Over her five-year run at BMS, Goodman joined the oncology division’s top brass, first as VP development lead from 2015 to 2017, where she managed the team advancing Opdivo and Yervoy in melanoma and genitourinary tumors. That work included BMS’ team-up with Exelixis on the CheckMate 9ER trial.

In 2017, Goodman was promoted to VP and head of new asset development teams at BMS, which put her in charge of teams working on projects between the proof-of-concept stage and approved drugs.

At GSK, Goodman worked as project physician leader for dabrafenib from phase 1 expansion through approval and was lead physician in the Big Pharma’s cancer epigenetics unit. In that role, Goodman held sway over development strategy and clinical oversight for several programs initially entering the clinic.

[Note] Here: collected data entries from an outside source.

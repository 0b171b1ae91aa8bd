use std::collections::HashMap;
use std::future::Future;
use std::io::ErrorKind;
use std::path::{Path, PathBuf};
use std::pin::Pin;
use std::process::Stdio;
use std::sync::Arc;

use serde_json::Value;
use tokio::io::AsyncWriteExt;
use tokio::process::Command;

use crate::error::HandlerError;

pub type HandlerFuture = Pin<Box<dyn Future<Output = Result<Value, HandlerError>> + Send>>;

/// A callable service implementation.
pub trait ServiceHandler: Send + Sync {
    fn call(&self, args: Vec<Value>) -> HandlerFuture;
}

struct FnHandler<F>(F);

impl<F, Fut> ServiceHandler for FnHandler<F>
where
    F: Fn(Vec<Value>) -> Fut + Send + Sync,
    Fut: Future<Output = Result<Value, HandlerError>> + Send + 'static,
{
    fn call(&self, args: Vec<Value>) -> HandlerFuture {
        Box::pin((self.0)(args))
    }
}

/// Wrap an async closure as a [`ServiceHandler`].
pub fn handler_fn<F, Fut>(f: F) -> Arc<dyn ServiceHandler>
where
    F: Fn(Vec<Value>) -> Fut + Send + Sync + 'static,
    Fut: Future<Output = Result<Value, HandlerError>> + Send + 'static,
{
    Arc::new(FnHandler(f))
}

/// Finds the handler a service's source file exports.
///
/// The orchestrator has already checked that the source file exists at
/// `source` (the code directory joined with `filepath`); the resolver only
/// maps `(application, filepath, export)` to a callable.
pub trait HandlerResolver: Send + Sync {
    fn resolve(
        &self,
        application: &str,
        filepath: &str,
        export: &str,
        source: &Path,
    ) -> Option<Arc<dyn ServiceHandler>>;
}

/// Handlers registered up front, keyed by application, file and export name.
#[derive(Default)]
pub struct HandlerRegistry {
    handlers: HashMap<(String, String, String), Arc<dyn ServiceHandler>>,
}

impl HandlerRegistry {
    pub fn new() -> Self {
        Self::default()
    }

    pub fn with_handler(
        mut self,
        application: impl Into<String>,
        filepath: impl Into<String>,
        export: impl Into<String>,
        handler: Arc<dyn ServiceHandler>,
    ) -> Self {
        self.insert(application, filepath, export, handler);
        self
    }

    pub fn insert(
        &mut self,
        application: impl Into<String>,
        filepath: impl Into<String>,
        export: impl Into<String>,
        handler: Arc<dyn ServiceHandler>,
    ) {
        self.handlers
            .insert((application.into(), filepath.into(), export.into()), handler);
    }

    pub fn len(&self) -> usize {
        self.handlers.len()
    }

    pub fn is_empty(&self) -> bool {
        self.handlers.is_empty()
    }
}

impl HandlerResolver for HandlerRegistry {
    fn resolve(
        &self,
        application: &str,
        filepath: &str,
        export: &str,
        _source: &Path,
    ) -> Option<Arc<dyn ServiceHandler>> {
        self.handlers
            .get(&(application.to_string(), filepath.to_string(), export.to_string()))
            .cloned()
    }
}

/// Runs a service's source file as a child process, once per call.
///
/// The process receives the export name as its last argument and the JSON
/// argument list on stdin, and runs in the source file's directory. Its
/// stdout is the JSON result; empty output is `null`.
#[derive(Debug, Clone, Default)]
pub struct CommandHandlerResolver {
    interpreter: Option<String>,
}

impl CommandHandlerResolver {
    pub fn new() -> Self {
        Self::default()
    }

    /// Run sources through `program` (`node`, `sh`, ...) instead of
    /// executing them directly.
    pub fn with_interpreter(mut self, program: impl Into<String>) -> Self {
        self.interpreter = Some(program.into());
        self
    }
}

impl HandlerResolver for CommandHandlerResolver {
    fn resolve(
        &self,
        _application: &str,
        _filepath: &str,
        export: &str,
        source: &Path,
    ) -> Option<Arc<dyn ServiceHandler>> {
        let source = std::path::absolute(source).unwrap_or_else(|_| source.to_path_buf());
        Some(Arc::new(CommandHandler {
            interpreter: self.interpreter.clone(),
            source,
            export: export.to_string(),
        }))
    }
}

struct CommandHandler {
    interpreter: Option<String>,
    source: PathBuf,
    export: String,
}

impl CommandHandler {
    fn command(&self) -> Command {
        let mut command = match &self.interpreter {
            Some(program) => {
                let mut command = Command::new(program);
                command.arg(&self.source);
                command
            }
            None => Command::new(&self.source),
        };
        command.arg(&self.export);
        if let Some(dir) = self.source.parent() {
            command.current_dir(dir);
        }
        command
            .stdin(Stdio::piped())
            .stdout(Stdio::piped())
            .stderr(Stdio::piped())
            .kill_on_drop(true);
        command
    }
}

impl ServiceHandler for CommandHandler {
    fn call(&self, args: Vec<Value>) -> HandlerFuture {
        let mut command = self.command();
        let label = format!("{}#{}", self.source.display(), self.export);
        Box::pin(async move {
            let input = serde_json::to_vec(&args).map_err(|e| HandlerError(e.to_string()))?;
            let mut child = command
                .spawn()
                .map_err(|e| HandlerError(format!("failed to run {label}: {e}")))?;
            if let Some(mut stdin) = child.stdin.take() {
                // A handler that ignores its arguments may exit before reading them.
                match stdin.write_all(&input).await {
                    Err(e) if e.kind() != ErrorKind::BrokenPipe => {
                        return Err(HandlerError(format!("failed to write to {label}: {e}")));
                    }
                    _ => {}
                }
            }

            let output = child
                .wait_with_output()
                .await
                .map_err(|e| HandlerError(format!("failed to wait for {label}: {e}")))?;
            if !output.status.success() {
                let stderr = String::from_utf8_lossy(&output.stderr);
                return Err(HandlerError(format!(
                    "{label} exited with {}: {}",
                    output.status,
                    stderr.trim()
                )));
            }

            let stdout = String::from_utf8_lossy(&output.stdout);
            let stdout = stdout.trim();
            if stdout.is_empty() {
                return Ok(Value::Null);
            }
            serde_json::from_str(stdout)
                .map_err(|e| HandlerError(format!("{label} printed invalid JSON: {e}")))
        })
    }
}

#[cfg(test)]
mod tests {
    use super::*;
    use serde_json::json;

    #[tokio::test]
    async fn registered_handler_is_callable() {
        let registry = HandlerRegistry::new().with_handler(
            "shop",
            "cart.js",
            "add",
            handler_fn(|args| async move { Ok(json!(args.len())) }),
        );
        let handler = registry
            .resolve("shop", "cart.js", "add", Path::new("apps/shop/cart.js"))
            .unwrap();
        assert_eq!(handler.call(vec![json!(1), json!(2)]).await.unwrap(), json!(2));
    }

    #[test]
    fn missing_export_resolves_to_none() {
        let registry = HandlerRegistry::new();
        assert!(
            registry
                .resolve("shop", "cart.js", "add", Path::new("cart.js"))
                .is_none()
        );
        assert!(registry.is_empty());
    }

    fn script(dir: &Path, body: &str) -> Arc<dyn ServiceHandler> {
        let source = dir.join("cart.sh");
        std::fs::write(&source, body).unwrap();
        CommandHandlerResolver::new()
            .with_interpreter("sh")
            .resolve("shop", "cart.sh", "add", &source)
            .unwrap()
    }

    #[tokio::test]
    async fn command_handler_reads_arguments_from_stdin() {
        let dir = tempfile::tempdir().unwrap();
        let handler = script(
            dir.path(),
            "printf '{\"export\":\"%s\",\"args\":' \"$1\"\ncat\nprintf '}'\n",
        );
        let out = handler.call(vec![json!(1), json!("a")]).await.unwrap();
        assert_eq!(out, json!({ "export": "add", "args": [1, "a"] }));
    }

    #[tokio::test]
    async fn command_handler_runs_in_source_directory() {
        let dir = tempfile::tempdir().unwrap();
        let handler = script(dir.path(), "cat > seen.json\n");
        assert_eq!(handler.call(vec![json!(7)]).await.unwrap(), Value::Null);
        let seen = std::fs::read_to_string(dir.path().join("seen.json")).unwrap();
        assert_eq!(seen, "[7]");
    }

    #[tokio::test]
    async fn command_handler_failure_carries_stderr() {
        let dir = tempfile::tempdir().unwrap();
        let handler = script(dir.path(), "echo 'cart is closed' >&2\nexit 3\n");
        let err = handler.call(vec![]).await.unwrap_err();
        assert!(err.0.contains("cart is closed"), "unexpected error: {err}");

        let handler = script(dir.path(), "echo not-json\n");
        assert!(handler.call(vec![]).await.is_err());
    }
}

Most recently at Merck, Goodman oversaw key parts of the New Jersey pharma’s late-stage development portfolio, including Keytruda and other late-stage products in thoracic malignancies, head and neck cancers, breast and gynecologic cancers and hematology.

Goodman’s background in “the early stages of development up through registration, then additional follow-on indications,” has provided her with the “breadth” of development experience needed to tackle her new duties at Exelixis, the incoming CMO said.

Goodman comes equipped with regulatory know-how, too. From 2004 to 2007, she worked as a medical officer in the FDA’s Drug Oncology Products arm, which was part of the Center for Drug Evaluation and Research.